__Data provided__:
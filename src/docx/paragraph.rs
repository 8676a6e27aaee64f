use std::ops::Range;

use tracing::warn;

use super::xml::{subtree_end, XmlEvent};
use crate::sentinels::{parse_object_token, split_by_object_tokens, token, TokenKind};

/// Children a run may have and still count as plain text.
const TEXT_RUN_CHILDREN: &[&str] = &[
    "w:rPr",
    "w:t",
    "w:tab",
    "w:br",
    "w:cr",
    "w:noBreakHyphen",
    "w:softHyphen",
    "w:lastRenderedPageBreak",
];
const MATH_TAGS: &[&str] = &["m:oMath", "m:oMathPara"];
/// Proofing marks carry no content and would otherwise split the text.
const DROPPED_TAGS: &[&str] = &["w:proofErr"];

#[derive(Clone, Debug)]
pub enum Piece {
    Text(String),
    Object(TokenKind, Vec<XmlEvent>),
}

/// One `w:p` split into properties, plain text and opaque inline objects.
#[derive(Clone, Debug)]
pub struct Paragraph {
    open: XmlEvent,
    close: XmlEvent,
    properties: Vec<XmlEvent>,
    run_properties: Vec<XmlEvent>,
    pieces: Vec<Piece>,
}

struct PlainRun {
    rpr: Vec<XmlEvent>,
    text: String,
}

impl Paragraph {
    /// `events` must be exactly one `w:p` element, start to end.
    pub fn parse(events: &[XmlEvent]) -> Option<Self> {
        let (open, close) = match (events.first(), events.last()) {
            (Some(o @ XmlEvent::Start { name, .. }), Some(c @ XmlEvent::End { name: end }))
                if name == "w:p" && end == "w:p" && events.len() >= 2 =>
            {
                (o.clone(), c.clone())
            }
            _ => return None,
        };
        let mut p = Self {
            open,
            close,
            properties: Vec::new(),
            run_properties: Vec::new(),
            pieces: Vec::new(),
        };
        let mut found_rpr = false;
        let inner = &events[1..events.len() - 1];
        let mut i = 0usize;
        while i < inner.len() {
            let end = subtree_end(inner, i);
            let child = &inner[i..end];
            i = end;
            let Some(name) = child[0].name() else {
                // Whitespace between children.
                continue;
            };
            if name == "w:pPr" {
                p.properties = child.to_vec();
            } else if DROPPED_TAGS.contains(&name) {
                continue;
            } else if MATH_TAGS.contains(&name) {
                p.pieces.push(Piece::Object(TokenKind::Math, child.to_vec()));
            } else if let Some(run) = plain_run(child) {
                if !found_rpr && !run.text.is_empty() {
                    p.run_properties = run.rpr;
                    found_rpr = true;
                }
                p.push_text(&run.text);
            } else {
                p.pieces.push(Piece::Object(TokenKind::Obj, child.to_vec()));
            }
        }
        Some(p)
    }

    fn push_text(&mut self, text: &str) {
        if let Some(Piece::Text(prev)) = self.pieces.last_mut() {
            prev.push_str(text);
        } else {
            self.pieces.push(Piece::Text(text.to_string()));
        }
    }

    /// Pieces between the first and last text piece. Objects outside it stay where they
    /// are and are never shown to the translator.
    fn body_range(&self) -> Range<usize> {
        let is_text = |p: &Piece| matches!(p, Piece::Text(t) if !t.is_empty());
        let Some(first) = self.pieces.iter().position(is_text) else {
            return 0..0;
        };
        let last = self.pieces.iter().rposition(is_text).unwrap_or(first);
        first..last + 1
    }

    /// Body text with each inline object replaced by its token. Token ids are piece
    /// indices, so they are unique within the paragraph.
    pub fn body_text(&self) -> String {
        let mut out = String::new();
        for idx in self.body_range() {
            match &self.pieces[idx] {
                Piece::Text(t) => out.push_str(t),
                Piece::Object(kind, _) => out.push_str(&token(*kind, idx)),
            }
        }
        out
    }

    /// Rebuilds the paragraph around `translated`, which must carry the body's object
    /// tokens. Text becomes fresh runs with the first run's formatting; objects go back as
    /// the XML they were.
    pub fn rebuild(&self, translated: &str) -> Vec<XmlEvent> {
        let range = self.body_range();
        let mut placed = vec![false; self.pieces.len()];
        let mut out: Vec<XmlEvent> = vec![self.open.clone()];
        out.extend(self.properties.iter().cloned());
        for piece in &self.pieces[..range.start] {
            push_piece(&mut out, piece, &self.run_properties);
        }
        for part in split_by_object_tokens(translated) {
            match parse_object_token(part) {
                Some((_, idx)) if range.contains(&idx) && !placed[idx] => {
                    if let Piece::Object(_, events) = &self.pieces[idx] {
                        out.extend(events.iter().cloned());
                        placed[idx] = true;
                    }
                }
                _ => out.extend(text_run(part, &self.run_properties)),
            }
        }
        for idx in range.clone() {
            if let Piece::Object(_, events) = &self.pieces[idx] {
                if !placed[idx] {
                    warn!(object = idx, "inline object missing from translation; appended");
                    out.extend(events.iter().cloned());
                }
            }
        }
        for piece in &self.pieces[range.end..] {
            push_piece(&mut out, piece, &self.run_properties);
        }
        out.push(self.close.clone());
        out
    }
}

fn push_piece(out: &mut Vec<XmlEvent>, piece: &Piece, rpr: &[XmlEvent]) {
    match piece {
        Piece::Text(t) => out.extend(text_run(t, rpr)),
        Piece::Object(_, events) => out.extend(events.iter().cloned()),
    }
}

/// Text of a run built only from formatting and text children; `None` for anything richer.
fn plain_run(events: &[XmlEvent]) -> Option<PlainRun> {
    match events.first()? {
        XmlEvent::Empty { name, .. } if name == "w:r" => {
            return Some(PlainRun {
                rpr: Vec::new(),
                text: String::new(),
            })
        }
        XmlEvent::Start { name, .. } if name == "w:r" => {}
        _ => return None,
    }
    let inner = &events[1..events.len().saturating_sub(1)];
    let mut run = PlainRun {
        rpr: Vec::new(),
        text: String::new(),
    };
    let mut i = 0usize;
    while i < inner.len() {
        let end = subtree_end(inner, i);
        let child = &inner[i..end];
        i = end;
        let (name, attrs) = match &child[0] {
            XmlEvent::Start { name, attrs } | XmlEvent::Empty { name, attrs } => (name, attrs),
            XmlEvent::Text { .. } => continue,
            _ => return None,
        };
        if !TEXT_RUN_CHILDREN.contains(&name.as_str()) {
            return None;
        }
        match name.as_str() {
            "w:rPr" => run.rpr = child.to_vec(),
            "w:t" => {
                for ev in child {
                    if let XmlEvent::Text { text } = ev {
                        run.text.push_str(text);
                    }
                }
            }
            "w:tab" => run.text.push('\t'),
            // Typed breaks (page, column) are layout, not text.
            "w:br" | "w:cr" if attrs.is_empty() => run.text.push('\n'),
            "w:br" | "w:cr" => return None,
            "w:noBreakHyphen" => run.text.push('\u{2011}'),
            "w:softHyphen" => run.text.push('\u{00AD}'),
            _ => {}
        }
    }
    Some(run)
}

fn text_run(text: &str, rpr: &[XmlEvent]) -> Vec<XmlEvent> {
    if text.is_empty() {
        return Vec::new();
    }
    let mut out = vec![XmlEvent::start("w:r", &[])];
    out.extend(rpr.iter().cloned());
    let mut segment = String::new();
    let flush = |segment: &mut String, out: &mut Vec<XmlEvent>| {
        if !segment.is_empty() {
            out.push(XmlEvent::start("w:t", &[("xml:space", "preserve")]));
            out.push(XmlEvent::text(segment.as_str()));
            out.push(XmlEvent::end("w:t"));
            segment.clear();
        }
    };
    for ch in text.chars() {
        match ch {
            '\t' => {
                flush(&mut segment, &mut out);
                out.push(XmlEvent::empty("w:tab", &[]));
            }
            '\n' => {
                flush(&mut segment, &mut out);
                out.push(XmlEvent::empty("w:br", &[]));
            }
            _ => segment.push(ch),
        }
    }
    flush(&mut segment, &mut out);
    out.push(XmlEvent::end("w:r"));
    out
}

#[cfg(test)]
mod tests {
    use super::*;
    use crate::docx::xml::{parse_xml, write_xml};

    const P: &str = r#"<w:p><w:pPr><w:jc w:val="center"/></w:pPr><w:bookmarkStart w:id="0" w:name="a"/><w:r><w:rPr><w:b/></w:rPr><w:t xml:space="preserve">The value </w:t></w:r><w:proofErr w:type="spellStart"/><m:oMath><m:r><m:t>x</m:t></m:r></m:oMath><w:r><w:t xml:space="preserve"> is</w:t><w:tab/><w:t>small.</w:t></w:r><w:bookmarkEnd w:id="0"/></w:p>"#;

    fn paragraph() -> Paragraph {
        Paragraph::parse(&parse_xml(P.as_bytes()).unwrap()).unwrap()
    }

    #[test]
    fn body_text_tokenizes_inner_objects_only() {
        assert_eq!(paragraph().body_text(), "The value <<TX_MATH:0002>> is\tsmall.");
    }

    #[test]
    fn rebuild_reinserts_objects_and_formatting() {
        let p = paragraph();
        let out = p.rebuild("Значение <<TX_MATH:0002>> мало.");
        let xml = String::from_utf8(write_xml(&out).unwrap()).unwrap();
        assert_eq!(
            xml,
            concat!(
                r#"<w:p><w:pPr><w:jc w:val="center"/></w:pPr><w:bookmarkStart w:id="0" w:name="a"/>"#,
                r#"<w:r><w:rPr><w:b/></w:rPr><w:t xml:space="preserve">Значение </w:t></w:r>"#,
                r#"<m:oMath><m:r><m:t>x</m:t></m:r></m:oMath>"#,
                r#"<w:r><w:rPr><w:b/></w:rPr><w:t xml:space="preserve"> мало.</w:t></w:r>"#,
                r#"<w:bookmarkEnd w:id="0"/></w:p>"#
            )
        );
    }

    #[test]
    fn lost_object_is_appended_not_dropped() {
        let out = paragraph().rebuild("Значение мало.");
        let xml = String::from_utf8(write_xml(&out).unwrap()).unwrap();
        assert!(xml.contains("<m:oMath>"));
    }

    #[test]
    fn typed_break_makes_run_opaque() {
        let events =
            parse_xml(br#"<w:p><w:r><w:t>Page one</w:t><w:br w:type="page"/></w:r></w:p>"#).unwrap();
        let p = Paragraph::parse(&events).unwrap();
        assert_eq!(p.body_text(), "");
    }
}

__Instructions to follow__:
Find how many lines in the material above hold the word "warn", then reply with only that figure.

__Output__:
2